Nel nord della Siria non ci sono ospedali a sufficienza, né sufficiente cibo. E’ una catastrofe di oggi, raddoppiata in paese in cui il presente è drammatico, ed è impossibile prevedere gli sviluppi di quello che sarà.
Pensavo ieri con mia moglie che gli intellettuali dovrebbero farsi strumento di comprensione di questa pandemia. Da un lato certo gli scienziati, e noi medici che dobbiamo spiegare alle persone come tutelare la loro salute e quella degli altri. Ma gli intellettuali, gli scrittori, chi immagina il mondo che verrà, dovrebbe trovare le parole giuste per descrivere questa minaccia sconosciuta che ci ha costretti all’isolamento. Abbiamo bisogno di persone colte che spieghino la difficoltà di contrastare qualcosa che non ha ancora definizioni e criteri di contenimento sul lungo periodo.
Il virus costa vite come una guerra, dicono tutti.
Ma sono tante, così tante le differenze con le guerre.
In guerra, è banale sapete?, se pure volessi curarti, non ci sono ospedali. Non ci sono fisicamente gli edifici, restano le fondamenta nel migliore dei casi.
Non è un problema di accesso alle cure. Di disponibilità di ossigeno e respiratori.
Non ci sono le infrastrutture, e questo è tutto.
Guardo a voi, soffro per i numeri delle persone che avete perso e state perdendo. Sono numeri che fanno male. Ma, ricordate, avete gli ospedali. Con limitazioni, dolore, fatica, certo. Ma c’è un edificio, con su scritto ospedale e una porta di ingresso. Potete entrare, provare a guarire, proteggere voi e i vostri cari.
In un paese in guerra no, e non dipende da te. In un paese in guerra la salute è al di là del controllo del singolo. E’, per così dire, un problema secondario.
L’altra grande differenza, vedete, è che quando tutto questo sarà finito, i vostri figli potranno tornare a scuola e a giocare nei vostri cortili.
I vostri figli, che come il mio ora sono costretti in casa, spesso ore di fronte a uno schermo, spesso nervosi per impossibilità di una passeggiata all’aria aperta, un giorno – può trattarsi di settimane nella migliore delle ipotesi, o mesi nella peggiore – torneranno a indossare uno zaino pieno di libri, quaderni e colori. Gli asili e le università riapriranno.

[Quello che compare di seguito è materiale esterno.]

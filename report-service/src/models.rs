use chrono::{DateTime, Utc};
use report_flow::{ReportSubmission, ReportType, SubmissionMode, UploadedFile, WorkflowState};
use serde::{Deserialize, Serialize};
use serde_json::Value;

/// Body of `POST /reports/analyze`.
#[derive(Debug, Serialize, Deserialize)]
pub struct AnalyzeReportRequest {
    pub report_name: String,
    pub report_type: ReportType,
    pub mode: SubmissionMode,
    #[serde(default)]
    pub manual_text: String,
    #[serde(default)]
    pub file: Option<UploadedFile>,
}

impl AnalyzeReportRequest {
    pub fn into_submission(self) -> ReportSubmission {
        ReportSubmission {
            mode: self.mode,
            report_name: self.report_name,
            report_type: self.report_type,
            manual_text: self.manual_text,
            file: self.file,
        }
    }
}

/// Body of `POST /api/bmi-analysis`. Branch selection follows field
/// presence: height+weight pick the BMI branch, messages pick the chat
/// passthrough, neither is a 400.
#[derive(Debug, Default, Serialize, Deserialize)]
pub struct BmiAnalysisRequest {
    #[serde(default)]
    pub height: Option<f64>,
    #[serde(default)]
    pub weight: Option<f64>,
    #[serde(default)]
    pub messages: Option<Vec<Value>>,
}

/// Body of the auth routes.
#[derive(Debug, Serialize, Deserialize)]
pub struct CredentialsRequest {
    pub email: String,
    pub password: String,
}

/// Snapshot returned by `GET /reports/{session_id}`.
#[derive(Debug, Serialize, Deserialize)]
pub struct SessionResponse {
    pub session_id: String,
    pub status: String,
    pub report_name: String,
    pub created_at: DateTime<Utc>,
    pub state: WorkflowState,
    /// Convenience copy of the analysis text when the workflow completed.
    pub analysis: Option<String>,
}

impl SessionResponse {
    pub fn from_session(session: report_flow::Session) -> Self {
        let analysis = match &session.state {
            WorkflowState::Complete { analysis } => Some(analysis.text.clone()),
            _ => None,
        };
        Self {
            session_id: session.id,
            status: session.state.label().to_string(),
            report_name: session.report_name,
            created_at: session.created_at,
            state: session.state,
            analysis,
        }
    }
}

I professori potranno tornare dietro le cattedre e i bambini a occupare di nuovo i banchi e riempire sussidiari, in guerra no.

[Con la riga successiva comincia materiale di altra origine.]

use std::sync::Arc;
use std::sync::atomic::{AtomicBool, Ordering};

use tokio::sync::{mpsc, watch};
use tracing::{error, info};

use crate::{
    context::Context,
    error::{FlowError, Result},
    stage::Stage,
    state::{AnalysisReport, Notification, WorkflowState},
    submission::{ReportSubmission, SubmissionMode},
};

/// Context key the analyze stage writes its result under.
pub const ANALYSIS_KEY: &str = "analysis";
/// Context key the submission is stored under for stages to read.
pub const SUBMISSION_KEY: &str = "submission";

/// Drives one report submission through its two-stage pipeline.
///
/// The pipeline is strictly sequential: in Upload mode the upload stage must
/// resolve before the analyze stage starts; Manual mode skips upload
/// entirely. A stage failure is terminal, there is no partial retry and no
/// cancellation. Only one submission may be in flight at a time; a concurrent
/// `submit` is rejected rather than queued.
///
/// State is observed through [`SubmissionWorkflow::subscribe`]; terminal
/// notifications (validation failure, upload failure, analysis failure,
/// completion) arrive on the receiver returned by
/// [`SubmissionWorkflow::new`], exactly one per terminal transition.
pub struct SubmissionWorkflow {
    upload: Arc<dyn Stage>,
    analyze: Arc<dyn Stage>,
    state_tx: watch::Sender<WorkflowState>,
    notify_tx: mpsc::UnboundedSender<Notification>,
    in_flight: AtomicBool,
}

impl SubmissionWorkflow {
    pub fn new(
        upload: Arc<dyn Stage>,
        analyze: Arc<dyn Stage>,
    ) -> (Self, mpsc::UnboundedReceiver<Notification>) {
        let (state_tx, _) = watch::channel(WorkflowState::Idle);
        let (notify_tx, notify_rx) = mpsc::unbounded_channel();
        let workflow = Self {
            upload,
            analyze,
            state_tx,
            notify_tx,
            in_flight: AtomicBool::new(false),
        };
        (workflow, notify_rx)
    }

    /// Observe every state transition of this workflow.
    pub fn subscribe(&self) -> watch::Receiver<WorkflowState> {
        self.state_tx.subscribe()
    }

    /// Snapshot of the current state.
    pub fn state(&self) -> WorkflowState {
        self.state_tx.borrow().clone()
    }

    /// Run a submission to its terminal state.
    ///
    /// Validation runs first and short-circuits before any asynchronous
    /// stage starts: a rejected submission never incurs the upload delay and
    /// leaves the current state (including a previously completed analysis)
    /// untouched.
    pub async fn submit(&self, submission: ReportSubmission) -> Result<WorkflowState> {
        if self
            .in_flight
            .compare_exchange(false, true, Ordering::AcqRel, Ordering::Acquire)
            .is_err()
        {
            return Err(FlowError::SubmissionInFlight);
        }

        let result = self.run_submission(submission).await;
        self.in_flight.store(false, Ordering::Release);
        result
    }

    async fn run_submission(&self, submission: ReportSubmission) -> Result<WorkflowState> {
        if let Err(e) = submission.validate() {
            info!("Submission rejected: {}", e);
            if let FlowError::Validation(field) = &e {
                self.notify(Notification::validation_error(validation_description(field)));
            }
            return Err(e);
        }

        info!(
            "Starting submission workflow for report '{}'",
            submission.report_name
        );

        let context = Context::new();
        context.set(SUBMISSION_KEY, &submission).await;

        if submission.mode == SubmissionMode::Upload {
            self.set_state(WorkflowState::Uploading);
            if let Err(e) = self.upload.run(context.clone()).await {
                error!("Upload stage failed: {}", e);
                let state = WorkflowState::Failed {
                    reason: e.to_string(),
                };
                self.set_state(state);
                self.notify(Notification::upload_error());
                return Err(e);
            }
        }

        self.set_state(WorkflowState::Analyzing);
        if let Err(e) = self.analyze.run(context.clone()).await {
            error!("Analyze stage failed: {}", e);
            let state = WorkflowState::Failed {
                reason: e.to_string(),
            };
            self.set_state(state);
            self.notify(Notification::analysis_error());
            return Err(e);
        }

        let Some(analysis) = context.get::<AnalysisReport>(ANALYSIS_KEY).await else {
            error!("Analyze stage produced no result");
            self.set_state(WorkflowState::Failed {
                reason: "analysis produced no result".to_string(),
            });
            self.notify(Notification::analysis_error());
            return Err(FlowError::Context(
                "analysis result not found in context".to_string(),
            ));
        };

        let state = WorkflowState::Complete { analysis };
        self.set_state(state.clone());
        self.notify(Notification::complete());
        info!("Submission workflow completed");
        Ok(state)
    }

    fn set_state(&self, state: WorkflowState) {
        info!("Workflow state -> {}", state.label());
        // send only fails when every receiver is gone, which is fine: the
        // caller of submit() still sees the returned state.
        let _ = self.state_tx.send(state);
    }

    fn notify(&self, notification: Notification) {
        let _ = self.notify_tx.send(notification);
    }
}

/// Map a validation error field onto the toast wording shown to the user.
fn validation_description(field: &str) -> String {
    match field {
        "missing report name" => "Please provide a name for your report.".to_string(),
        "missing manual text" => "Please enter your report values.".to_string(),
        "missing file" => "Please upload a report file.".to_string(),
        other => format!("Missing required field: {}.", other),
    }
}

In guerra le scuole sono distrutte, come gli ospedali.
Molti paesi cominciano a pensare che non abbiamo bisogno di un mondo globalizzato, che il mondo globalizzato abbia generato questo problema.
Ma, sapete, visto da qui questa crisi è l’essenza del mondo globalizzato.

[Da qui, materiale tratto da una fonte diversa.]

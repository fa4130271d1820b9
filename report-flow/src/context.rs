use dashmap::DashMap;
use serde_json::Value;
use std::sync::Arc;

/// Shared key/value store the workflow stages read from and write to.
///
/// Values are stored as JSON so stages stay decoupled from each other's
/// concrete types. Cloning is cheap; all clones see the same data.
#[derive(Clone, Debug, Default)]
pub struct Context {
    entries: Arc<DashMap<String, Value>>,
}

impl Context {
    pub fn new() -> Self {
        Self::default()
    }

    pub async fn set(&self, key: impl Into<String>, value: impl serde::Serialize) {
        let value = serde_json::to_value(value).expect("value must serialize to JSON");
        self.entries.insert(key.into(), value);
    }

    pub async fn get<T: serde::de::DeserializeOwned>(&self, key: &str) -> Option<T> {
        self.entries
            .get(key)
            .and_then(|entry| serde_json::from_value(entry.clone()).ok())
    }

    pub async fn remove(&self, key: &str) -> Option<Value> {
        self.entries.remove(key).map(|(_, value)| value)
    }
}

Perché è vero che il virus colpisce tutti, sono un medico, lo so bene.
Come è vero però che non tutti possono curarsi allo stesso modo.
Questo fa la differenza nell’inevitabilità di un contagio.
Il virus arriva, come dappertutto. Possiamo curare tutti?
Da questa parte del mondo, purtroppo, la risposta è no.
Ogni essere umano deve pensare agli esseri umani che ha intorno e ogni stato deve pensare agli stati che ha intorno, sia proteggendoli dal contagio con l’esempio, sia nel reciproco aiuto.
Da siriano, da medico, da rifugiato, credo che dobbiamo imparare. Usare questo tempo per studiare il virus come una lezione di comportamento.
Pensavo ieri con Judi, ricordando le reazioni tutte uguali e tutte in ritardo, dei governi negli ultimi due mesi, che tutti guardando a cosa stesse accadendo in Cina, a Wuhan, hanno pensato che fosse un problema minore.
Che, comunque, non fosse un loro problema.
E ho pensato che è come per la guerra in Siria. Fino a che un milione di persone nel 2015 non ha provato a raggiungere l’Europa, in quella che voi avete descritto ‘la crisi dei rifugiati’ anche la guerra siriana sembrava una cosa locale, solo nostra, e comunque – per voi – minore.
E invece eccoci qui, questo credo sia l’insegnamento di questa catastrofe.
Ricordare che tutti viviamo abbracciati negli stessi eventi, anche quando ci sembrano lontanissimi».